Collected data
== == ==
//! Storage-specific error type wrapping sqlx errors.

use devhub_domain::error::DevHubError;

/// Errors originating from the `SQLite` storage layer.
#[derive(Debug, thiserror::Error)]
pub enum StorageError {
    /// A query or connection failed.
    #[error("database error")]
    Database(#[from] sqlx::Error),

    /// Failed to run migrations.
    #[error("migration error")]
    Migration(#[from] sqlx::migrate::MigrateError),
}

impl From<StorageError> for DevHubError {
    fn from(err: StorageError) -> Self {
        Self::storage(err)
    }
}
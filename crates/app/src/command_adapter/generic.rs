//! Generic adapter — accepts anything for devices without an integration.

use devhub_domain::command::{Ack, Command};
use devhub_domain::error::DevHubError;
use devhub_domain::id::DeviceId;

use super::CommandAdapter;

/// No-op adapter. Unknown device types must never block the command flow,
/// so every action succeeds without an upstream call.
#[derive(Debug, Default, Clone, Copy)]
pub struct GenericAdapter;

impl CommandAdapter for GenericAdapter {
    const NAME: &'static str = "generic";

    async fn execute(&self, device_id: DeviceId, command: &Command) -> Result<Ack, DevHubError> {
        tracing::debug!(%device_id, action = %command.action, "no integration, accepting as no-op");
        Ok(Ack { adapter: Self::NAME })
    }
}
== == ==
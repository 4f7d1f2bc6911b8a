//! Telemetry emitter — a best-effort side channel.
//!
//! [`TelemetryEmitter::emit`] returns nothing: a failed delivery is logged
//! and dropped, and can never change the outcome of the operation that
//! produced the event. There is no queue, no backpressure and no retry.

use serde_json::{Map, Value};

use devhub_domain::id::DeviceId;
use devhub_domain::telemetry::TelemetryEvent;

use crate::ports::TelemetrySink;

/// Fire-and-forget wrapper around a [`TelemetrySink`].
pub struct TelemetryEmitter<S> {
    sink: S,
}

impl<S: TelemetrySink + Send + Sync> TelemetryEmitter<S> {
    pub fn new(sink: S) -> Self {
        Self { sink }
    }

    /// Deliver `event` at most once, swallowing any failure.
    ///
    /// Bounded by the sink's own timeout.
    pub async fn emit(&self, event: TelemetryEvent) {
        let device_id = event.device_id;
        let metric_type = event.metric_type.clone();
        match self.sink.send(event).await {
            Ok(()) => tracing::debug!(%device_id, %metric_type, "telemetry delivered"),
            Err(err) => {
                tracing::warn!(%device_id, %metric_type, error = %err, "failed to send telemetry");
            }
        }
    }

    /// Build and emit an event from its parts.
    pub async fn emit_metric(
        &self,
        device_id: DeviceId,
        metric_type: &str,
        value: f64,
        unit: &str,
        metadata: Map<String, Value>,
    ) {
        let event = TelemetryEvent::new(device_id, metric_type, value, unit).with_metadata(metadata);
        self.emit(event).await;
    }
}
== == ==
*THE TASK*
Show every line of the records above that contains the word "unit".

*EXERCISE RESPONSE*
        unit: &str,
        let event = TelemetryEvent::new(device_id, metric_type, value, unit).with_metadata(metadata);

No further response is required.